TASK ITEM |
Give, as a bare number, the count of lines below that contain "expected".

MATERIAL SUPPLIED |
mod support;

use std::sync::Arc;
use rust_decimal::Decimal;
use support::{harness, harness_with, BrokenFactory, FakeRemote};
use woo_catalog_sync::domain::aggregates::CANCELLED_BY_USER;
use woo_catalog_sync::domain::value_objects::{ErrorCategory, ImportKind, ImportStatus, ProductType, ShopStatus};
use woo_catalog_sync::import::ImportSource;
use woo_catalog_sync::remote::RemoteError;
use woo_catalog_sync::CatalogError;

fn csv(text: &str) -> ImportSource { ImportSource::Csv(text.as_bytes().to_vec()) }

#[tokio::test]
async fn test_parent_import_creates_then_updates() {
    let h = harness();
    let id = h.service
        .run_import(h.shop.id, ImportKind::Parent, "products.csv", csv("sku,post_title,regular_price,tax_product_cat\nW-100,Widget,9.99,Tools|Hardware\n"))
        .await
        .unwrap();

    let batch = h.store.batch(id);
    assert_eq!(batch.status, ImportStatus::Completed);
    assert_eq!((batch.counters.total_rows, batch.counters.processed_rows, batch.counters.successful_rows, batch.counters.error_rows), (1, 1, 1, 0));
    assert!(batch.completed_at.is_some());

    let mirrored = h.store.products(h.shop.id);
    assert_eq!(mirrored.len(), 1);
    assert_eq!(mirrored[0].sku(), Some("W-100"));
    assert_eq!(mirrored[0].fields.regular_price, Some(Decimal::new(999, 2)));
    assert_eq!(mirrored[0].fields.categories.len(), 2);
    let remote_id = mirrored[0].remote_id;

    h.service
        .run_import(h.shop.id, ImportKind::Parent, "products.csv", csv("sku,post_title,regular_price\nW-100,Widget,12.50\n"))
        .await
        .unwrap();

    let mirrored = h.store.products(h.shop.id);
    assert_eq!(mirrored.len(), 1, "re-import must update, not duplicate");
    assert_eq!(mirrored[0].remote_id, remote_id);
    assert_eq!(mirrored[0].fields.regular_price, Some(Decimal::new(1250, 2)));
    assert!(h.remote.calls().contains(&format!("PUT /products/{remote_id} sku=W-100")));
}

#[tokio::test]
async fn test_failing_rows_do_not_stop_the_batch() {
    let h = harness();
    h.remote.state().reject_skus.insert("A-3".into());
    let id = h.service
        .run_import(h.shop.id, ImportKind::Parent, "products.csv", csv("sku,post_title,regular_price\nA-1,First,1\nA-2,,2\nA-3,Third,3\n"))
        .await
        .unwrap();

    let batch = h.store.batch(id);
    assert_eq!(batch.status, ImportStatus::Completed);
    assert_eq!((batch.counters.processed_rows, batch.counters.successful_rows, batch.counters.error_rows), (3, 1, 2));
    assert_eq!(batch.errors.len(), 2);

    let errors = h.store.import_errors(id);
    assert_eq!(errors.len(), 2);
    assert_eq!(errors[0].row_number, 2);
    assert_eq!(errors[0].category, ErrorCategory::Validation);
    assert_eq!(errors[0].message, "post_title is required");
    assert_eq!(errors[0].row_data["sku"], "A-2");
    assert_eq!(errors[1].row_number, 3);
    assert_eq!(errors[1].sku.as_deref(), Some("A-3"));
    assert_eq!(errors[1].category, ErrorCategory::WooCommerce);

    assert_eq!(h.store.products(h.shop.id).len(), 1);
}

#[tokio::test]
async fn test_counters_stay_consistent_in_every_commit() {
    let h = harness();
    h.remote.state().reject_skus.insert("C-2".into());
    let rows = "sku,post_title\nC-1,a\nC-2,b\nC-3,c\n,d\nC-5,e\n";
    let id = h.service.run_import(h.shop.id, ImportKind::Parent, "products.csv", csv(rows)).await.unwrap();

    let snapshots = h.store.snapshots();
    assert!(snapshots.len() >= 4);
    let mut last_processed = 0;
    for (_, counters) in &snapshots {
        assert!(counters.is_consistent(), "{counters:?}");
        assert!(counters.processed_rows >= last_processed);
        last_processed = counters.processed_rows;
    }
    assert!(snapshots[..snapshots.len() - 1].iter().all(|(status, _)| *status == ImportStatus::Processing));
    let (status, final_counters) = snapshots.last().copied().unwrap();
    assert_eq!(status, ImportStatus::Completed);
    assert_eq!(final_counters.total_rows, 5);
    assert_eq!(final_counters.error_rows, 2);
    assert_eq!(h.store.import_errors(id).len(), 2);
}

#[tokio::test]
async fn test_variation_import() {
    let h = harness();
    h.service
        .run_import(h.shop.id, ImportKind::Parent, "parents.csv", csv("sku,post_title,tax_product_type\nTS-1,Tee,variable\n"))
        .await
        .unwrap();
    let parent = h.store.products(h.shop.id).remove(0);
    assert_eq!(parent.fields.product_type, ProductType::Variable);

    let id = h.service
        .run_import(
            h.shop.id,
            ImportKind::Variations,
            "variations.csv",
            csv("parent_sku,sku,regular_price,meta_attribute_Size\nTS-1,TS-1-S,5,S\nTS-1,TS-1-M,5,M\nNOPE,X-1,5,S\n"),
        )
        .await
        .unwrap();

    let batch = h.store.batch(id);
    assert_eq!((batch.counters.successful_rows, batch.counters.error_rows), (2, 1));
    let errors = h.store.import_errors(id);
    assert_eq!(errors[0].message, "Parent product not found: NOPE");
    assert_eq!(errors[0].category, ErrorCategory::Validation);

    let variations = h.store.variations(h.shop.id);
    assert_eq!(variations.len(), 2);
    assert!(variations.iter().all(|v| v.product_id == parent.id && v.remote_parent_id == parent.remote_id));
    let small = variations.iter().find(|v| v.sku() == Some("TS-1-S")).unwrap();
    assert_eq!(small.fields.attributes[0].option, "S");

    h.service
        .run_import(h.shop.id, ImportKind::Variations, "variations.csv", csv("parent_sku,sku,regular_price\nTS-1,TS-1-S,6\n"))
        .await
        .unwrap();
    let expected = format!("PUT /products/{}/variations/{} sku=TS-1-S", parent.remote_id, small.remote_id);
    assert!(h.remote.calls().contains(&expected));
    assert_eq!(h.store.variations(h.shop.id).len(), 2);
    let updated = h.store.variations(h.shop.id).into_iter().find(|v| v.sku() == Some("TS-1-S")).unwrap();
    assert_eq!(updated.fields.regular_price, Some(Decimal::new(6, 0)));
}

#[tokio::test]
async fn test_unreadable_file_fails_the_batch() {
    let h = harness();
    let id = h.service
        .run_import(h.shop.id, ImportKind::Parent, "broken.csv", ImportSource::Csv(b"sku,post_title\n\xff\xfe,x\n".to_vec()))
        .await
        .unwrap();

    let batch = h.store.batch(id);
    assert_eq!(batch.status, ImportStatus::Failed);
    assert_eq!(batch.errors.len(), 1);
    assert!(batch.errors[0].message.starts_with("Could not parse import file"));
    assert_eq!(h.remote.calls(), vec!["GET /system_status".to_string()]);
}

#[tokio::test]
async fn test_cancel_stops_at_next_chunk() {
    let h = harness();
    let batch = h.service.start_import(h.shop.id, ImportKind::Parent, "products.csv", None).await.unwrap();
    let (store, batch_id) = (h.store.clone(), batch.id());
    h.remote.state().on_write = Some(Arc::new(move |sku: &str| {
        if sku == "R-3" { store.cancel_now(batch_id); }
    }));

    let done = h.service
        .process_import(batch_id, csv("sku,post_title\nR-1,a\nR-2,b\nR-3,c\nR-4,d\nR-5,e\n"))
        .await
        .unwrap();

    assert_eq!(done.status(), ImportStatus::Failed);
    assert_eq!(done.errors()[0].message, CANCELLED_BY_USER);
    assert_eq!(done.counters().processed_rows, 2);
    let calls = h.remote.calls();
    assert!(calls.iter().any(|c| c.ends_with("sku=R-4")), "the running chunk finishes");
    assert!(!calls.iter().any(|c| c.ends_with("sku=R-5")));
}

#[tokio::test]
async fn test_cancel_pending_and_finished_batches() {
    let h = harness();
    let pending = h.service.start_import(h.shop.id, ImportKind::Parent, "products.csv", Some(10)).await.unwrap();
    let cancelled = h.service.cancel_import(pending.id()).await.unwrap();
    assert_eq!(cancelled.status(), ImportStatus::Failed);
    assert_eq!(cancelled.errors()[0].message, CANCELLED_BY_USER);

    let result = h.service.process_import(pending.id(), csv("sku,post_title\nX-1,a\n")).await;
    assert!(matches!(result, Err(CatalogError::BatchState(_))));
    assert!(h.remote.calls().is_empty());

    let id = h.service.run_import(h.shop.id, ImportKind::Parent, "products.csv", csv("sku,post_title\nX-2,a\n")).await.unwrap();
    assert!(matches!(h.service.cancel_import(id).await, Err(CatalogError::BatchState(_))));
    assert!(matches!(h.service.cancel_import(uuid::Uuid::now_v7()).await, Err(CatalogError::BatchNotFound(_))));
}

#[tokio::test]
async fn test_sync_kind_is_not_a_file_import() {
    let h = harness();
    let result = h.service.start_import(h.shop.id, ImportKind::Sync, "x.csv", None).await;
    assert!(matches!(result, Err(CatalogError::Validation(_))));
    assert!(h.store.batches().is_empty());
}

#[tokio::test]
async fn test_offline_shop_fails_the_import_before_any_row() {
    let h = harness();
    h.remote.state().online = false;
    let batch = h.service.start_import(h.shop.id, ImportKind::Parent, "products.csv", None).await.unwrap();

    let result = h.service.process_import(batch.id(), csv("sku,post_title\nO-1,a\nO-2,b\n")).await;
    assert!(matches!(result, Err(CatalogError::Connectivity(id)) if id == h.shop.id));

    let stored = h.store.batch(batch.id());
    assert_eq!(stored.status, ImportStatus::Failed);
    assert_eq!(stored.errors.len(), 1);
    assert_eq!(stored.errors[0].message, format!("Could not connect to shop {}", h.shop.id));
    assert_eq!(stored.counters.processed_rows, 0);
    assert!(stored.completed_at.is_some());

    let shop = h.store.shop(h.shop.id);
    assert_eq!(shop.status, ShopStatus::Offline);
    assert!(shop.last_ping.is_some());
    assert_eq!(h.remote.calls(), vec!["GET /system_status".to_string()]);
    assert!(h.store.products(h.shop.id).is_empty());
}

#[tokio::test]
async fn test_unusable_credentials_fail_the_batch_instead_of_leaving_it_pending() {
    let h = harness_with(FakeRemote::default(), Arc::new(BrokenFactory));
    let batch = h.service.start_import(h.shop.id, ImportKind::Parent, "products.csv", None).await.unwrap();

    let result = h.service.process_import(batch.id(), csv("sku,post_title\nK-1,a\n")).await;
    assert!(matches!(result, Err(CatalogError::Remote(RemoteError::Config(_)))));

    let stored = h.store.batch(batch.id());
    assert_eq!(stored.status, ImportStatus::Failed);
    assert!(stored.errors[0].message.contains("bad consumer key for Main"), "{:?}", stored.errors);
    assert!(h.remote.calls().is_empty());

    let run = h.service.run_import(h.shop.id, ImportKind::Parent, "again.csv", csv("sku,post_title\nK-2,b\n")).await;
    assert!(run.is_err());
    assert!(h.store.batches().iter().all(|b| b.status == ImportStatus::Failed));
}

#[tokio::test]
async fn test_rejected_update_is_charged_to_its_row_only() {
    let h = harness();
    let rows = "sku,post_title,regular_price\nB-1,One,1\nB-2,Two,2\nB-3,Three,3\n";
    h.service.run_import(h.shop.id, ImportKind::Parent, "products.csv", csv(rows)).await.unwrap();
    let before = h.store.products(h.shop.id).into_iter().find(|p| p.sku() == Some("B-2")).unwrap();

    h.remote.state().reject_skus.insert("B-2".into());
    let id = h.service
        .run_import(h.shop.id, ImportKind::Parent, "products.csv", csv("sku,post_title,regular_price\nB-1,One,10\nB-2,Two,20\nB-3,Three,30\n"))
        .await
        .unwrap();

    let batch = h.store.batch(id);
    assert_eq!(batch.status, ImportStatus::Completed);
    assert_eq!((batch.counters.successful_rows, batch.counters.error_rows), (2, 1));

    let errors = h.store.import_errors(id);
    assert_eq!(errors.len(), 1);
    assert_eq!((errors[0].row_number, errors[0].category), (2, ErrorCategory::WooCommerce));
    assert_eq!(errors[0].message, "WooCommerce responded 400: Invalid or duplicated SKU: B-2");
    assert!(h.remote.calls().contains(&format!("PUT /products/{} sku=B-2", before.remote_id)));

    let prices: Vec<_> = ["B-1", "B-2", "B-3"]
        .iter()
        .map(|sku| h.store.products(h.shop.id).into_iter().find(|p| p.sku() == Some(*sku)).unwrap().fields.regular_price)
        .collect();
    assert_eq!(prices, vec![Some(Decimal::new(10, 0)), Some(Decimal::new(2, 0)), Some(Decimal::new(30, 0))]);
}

ANSWER TO THIS EXERCISE |
2